**ASSIGNMENT:** Of the lines below, write out exactly those from the line with "pub const GAMBLE: ActionId = 1;" through the line with "pub struct FixtureMdp", both included, and skip the rest.

**DATA RECORDS:**

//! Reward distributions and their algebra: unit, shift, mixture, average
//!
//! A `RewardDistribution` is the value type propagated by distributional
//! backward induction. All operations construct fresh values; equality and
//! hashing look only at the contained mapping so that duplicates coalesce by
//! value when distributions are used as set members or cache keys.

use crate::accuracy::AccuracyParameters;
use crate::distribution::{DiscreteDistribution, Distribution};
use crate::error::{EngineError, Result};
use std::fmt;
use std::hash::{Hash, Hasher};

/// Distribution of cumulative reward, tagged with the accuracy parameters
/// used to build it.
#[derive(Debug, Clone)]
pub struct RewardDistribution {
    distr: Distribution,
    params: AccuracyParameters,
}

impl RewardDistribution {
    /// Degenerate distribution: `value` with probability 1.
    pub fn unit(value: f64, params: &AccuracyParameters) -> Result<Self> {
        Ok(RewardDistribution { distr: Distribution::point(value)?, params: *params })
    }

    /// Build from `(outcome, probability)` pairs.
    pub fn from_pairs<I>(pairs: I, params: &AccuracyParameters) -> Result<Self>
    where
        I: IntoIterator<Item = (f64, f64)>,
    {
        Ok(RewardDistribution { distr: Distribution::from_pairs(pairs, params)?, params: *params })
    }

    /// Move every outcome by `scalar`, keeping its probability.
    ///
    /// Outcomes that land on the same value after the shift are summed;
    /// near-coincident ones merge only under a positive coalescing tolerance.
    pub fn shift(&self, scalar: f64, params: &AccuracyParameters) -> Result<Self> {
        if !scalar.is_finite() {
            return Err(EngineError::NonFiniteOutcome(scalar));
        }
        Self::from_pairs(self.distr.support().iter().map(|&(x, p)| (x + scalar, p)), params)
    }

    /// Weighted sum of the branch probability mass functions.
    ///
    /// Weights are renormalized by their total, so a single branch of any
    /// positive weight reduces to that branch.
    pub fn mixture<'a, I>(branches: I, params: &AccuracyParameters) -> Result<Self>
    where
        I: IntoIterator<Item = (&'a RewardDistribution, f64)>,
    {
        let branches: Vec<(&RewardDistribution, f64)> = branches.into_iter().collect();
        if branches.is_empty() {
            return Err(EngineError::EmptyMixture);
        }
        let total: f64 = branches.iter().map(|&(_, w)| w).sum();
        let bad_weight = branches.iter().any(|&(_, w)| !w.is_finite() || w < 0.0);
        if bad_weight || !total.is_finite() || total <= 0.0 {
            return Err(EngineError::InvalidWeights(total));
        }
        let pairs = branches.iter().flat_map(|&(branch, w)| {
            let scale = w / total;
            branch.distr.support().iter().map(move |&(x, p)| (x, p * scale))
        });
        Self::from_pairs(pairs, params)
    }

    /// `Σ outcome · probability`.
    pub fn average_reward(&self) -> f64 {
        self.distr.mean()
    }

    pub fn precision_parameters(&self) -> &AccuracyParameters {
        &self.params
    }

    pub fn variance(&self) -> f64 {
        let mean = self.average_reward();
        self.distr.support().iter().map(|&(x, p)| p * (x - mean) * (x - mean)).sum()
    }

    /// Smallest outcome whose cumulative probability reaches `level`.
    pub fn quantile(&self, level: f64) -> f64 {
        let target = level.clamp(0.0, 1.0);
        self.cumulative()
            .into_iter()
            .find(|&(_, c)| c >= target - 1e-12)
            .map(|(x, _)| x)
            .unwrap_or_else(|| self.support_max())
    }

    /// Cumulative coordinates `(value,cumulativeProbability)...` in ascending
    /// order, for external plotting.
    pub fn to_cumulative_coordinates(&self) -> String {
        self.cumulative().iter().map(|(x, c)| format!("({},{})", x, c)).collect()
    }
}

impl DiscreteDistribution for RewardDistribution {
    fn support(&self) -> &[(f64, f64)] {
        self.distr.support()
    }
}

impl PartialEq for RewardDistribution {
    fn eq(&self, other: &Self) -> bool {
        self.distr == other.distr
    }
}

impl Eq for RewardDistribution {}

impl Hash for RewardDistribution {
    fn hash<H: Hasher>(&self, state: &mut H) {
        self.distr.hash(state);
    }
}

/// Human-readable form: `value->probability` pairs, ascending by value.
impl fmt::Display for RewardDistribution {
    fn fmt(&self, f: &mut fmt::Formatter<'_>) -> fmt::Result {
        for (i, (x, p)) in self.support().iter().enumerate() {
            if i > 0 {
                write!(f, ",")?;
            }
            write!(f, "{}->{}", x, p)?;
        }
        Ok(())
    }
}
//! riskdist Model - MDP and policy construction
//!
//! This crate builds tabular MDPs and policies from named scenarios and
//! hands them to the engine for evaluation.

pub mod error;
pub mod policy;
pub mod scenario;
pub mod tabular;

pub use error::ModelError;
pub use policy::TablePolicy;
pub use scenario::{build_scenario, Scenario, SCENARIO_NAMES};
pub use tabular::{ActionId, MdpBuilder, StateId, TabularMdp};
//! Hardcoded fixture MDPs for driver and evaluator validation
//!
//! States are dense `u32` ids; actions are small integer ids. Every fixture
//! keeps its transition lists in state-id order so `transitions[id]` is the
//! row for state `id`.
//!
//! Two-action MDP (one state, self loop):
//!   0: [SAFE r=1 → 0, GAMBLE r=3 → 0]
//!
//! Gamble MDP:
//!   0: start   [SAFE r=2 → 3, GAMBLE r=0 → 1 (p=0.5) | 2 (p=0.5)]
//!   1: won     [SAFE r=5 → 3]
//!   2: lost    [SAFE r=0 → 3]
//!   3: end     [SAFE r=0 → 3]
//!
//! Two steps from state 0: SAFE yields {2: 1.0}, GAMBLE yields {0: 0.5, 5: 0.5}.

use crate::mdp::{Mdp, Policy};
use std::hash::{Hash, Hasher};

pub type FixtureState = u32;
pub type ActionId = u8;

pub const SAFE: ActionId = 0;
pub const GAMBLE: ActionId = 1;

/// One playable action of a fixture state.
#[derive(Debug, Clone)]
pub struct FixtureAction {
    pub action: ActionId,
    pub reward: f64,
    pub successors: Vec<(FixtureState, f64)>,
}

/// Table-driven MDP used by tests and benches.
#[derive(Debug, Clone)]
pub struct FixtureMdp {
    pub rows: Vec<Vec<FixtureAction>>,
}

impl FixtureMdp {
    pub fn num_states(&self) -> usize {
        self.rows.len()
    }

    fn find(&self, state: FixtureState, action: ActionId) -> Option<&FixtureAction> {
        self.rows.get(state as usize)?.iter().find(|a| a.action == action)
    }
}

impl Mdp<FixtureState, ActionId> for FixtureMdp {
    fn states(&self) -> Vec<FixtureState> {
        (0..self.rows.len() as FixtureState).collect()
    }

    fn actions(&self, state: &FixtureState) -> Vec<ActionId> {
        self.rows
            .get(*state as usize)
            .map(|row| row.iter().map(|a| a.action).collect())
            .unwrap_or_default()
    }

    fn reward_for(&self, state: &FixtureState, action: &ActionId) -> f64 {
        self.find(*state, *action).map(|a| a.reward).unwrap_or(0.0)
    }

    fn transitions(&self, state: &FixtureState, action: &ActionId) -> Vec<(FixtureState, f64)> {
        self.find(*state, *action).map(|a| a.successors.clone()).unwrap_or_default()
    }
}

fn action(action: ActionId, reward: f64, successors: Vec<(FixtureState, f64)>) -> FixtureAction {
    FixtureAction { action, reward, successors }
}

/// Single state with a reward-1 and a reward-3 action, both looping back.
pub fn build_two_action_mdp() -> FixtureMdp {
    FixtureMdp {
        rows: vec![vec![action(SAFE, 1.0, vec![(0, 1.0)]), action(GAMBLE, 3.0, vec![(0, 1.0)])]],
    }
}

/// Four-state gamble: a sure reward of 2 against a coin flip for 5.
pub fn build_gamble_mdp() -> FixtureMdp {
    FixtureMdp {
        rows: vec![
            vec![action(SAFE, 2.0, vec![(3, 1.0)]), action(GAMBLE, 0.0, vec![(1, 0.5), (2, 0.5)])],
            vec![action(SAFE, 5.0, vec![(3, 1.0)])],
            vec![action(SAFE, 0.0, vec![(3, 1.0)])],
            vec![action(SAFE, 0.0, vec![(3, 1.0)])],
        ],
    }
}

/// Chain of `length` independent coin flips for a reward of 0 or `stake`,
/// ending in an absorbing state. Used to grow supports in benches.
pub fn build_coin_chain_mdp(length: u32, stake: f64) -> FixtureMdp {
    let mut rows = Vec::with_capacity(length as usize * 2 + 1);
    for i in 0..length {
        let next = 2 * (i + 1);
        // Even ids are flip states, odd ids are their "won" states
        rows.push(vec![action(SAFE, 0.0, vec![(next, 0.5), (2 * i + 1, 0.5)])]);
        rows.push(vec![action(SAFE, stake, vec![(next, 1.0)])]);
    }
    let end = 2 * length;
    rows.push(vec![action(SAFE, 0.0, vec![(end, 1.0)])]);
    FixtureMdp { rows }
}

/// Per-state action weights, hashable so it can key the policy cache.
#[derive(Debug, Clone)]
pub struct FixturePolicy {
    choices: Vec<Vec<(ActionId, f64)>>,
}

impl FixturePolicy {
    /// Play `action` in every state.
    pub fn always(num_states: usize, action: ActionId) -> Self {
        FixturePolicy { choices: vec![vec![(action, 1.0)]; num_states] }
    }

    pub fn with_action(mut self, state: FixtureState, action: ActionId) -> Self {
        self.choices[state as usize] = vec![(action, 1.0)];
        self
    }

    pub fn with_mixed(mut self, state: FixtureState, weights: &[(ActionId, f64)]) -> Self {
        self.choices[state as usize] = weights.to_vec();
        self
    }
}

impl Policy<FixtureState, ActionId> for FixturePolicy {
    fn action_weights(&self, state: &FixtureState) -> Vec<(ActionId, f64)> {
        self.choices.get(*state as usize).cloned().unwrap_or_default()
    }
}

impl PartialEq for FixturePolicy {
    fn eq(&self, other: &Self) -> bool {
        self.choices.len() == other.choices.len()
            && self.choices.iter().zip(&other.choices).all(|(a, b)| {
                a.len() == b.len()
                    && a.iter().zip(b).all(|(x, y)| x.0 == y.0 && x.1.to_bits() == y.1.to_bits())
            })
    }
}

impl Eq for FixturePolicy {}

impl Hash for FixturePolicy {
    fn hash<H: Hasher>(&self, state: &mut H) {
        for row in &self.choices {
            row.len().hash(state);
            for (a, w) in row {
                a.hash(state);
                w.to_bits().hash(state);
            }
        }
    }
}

**SOLUTION TO THIS EXERCISE:**
pub const GAMBLE: ActionId = 1;

/// One playable action of a fixture state.
#[derive(Debug, Clone)]
pub struct FixtureAction {
    pub action: ActionId,
    pub reward: f64,
    pub successors: Vec<(FixtureState, f64)>,
}

/// Table-driven MDP used by tests and benches.
#[derive(Debug, Clone)]
pub struct FixtureMdp {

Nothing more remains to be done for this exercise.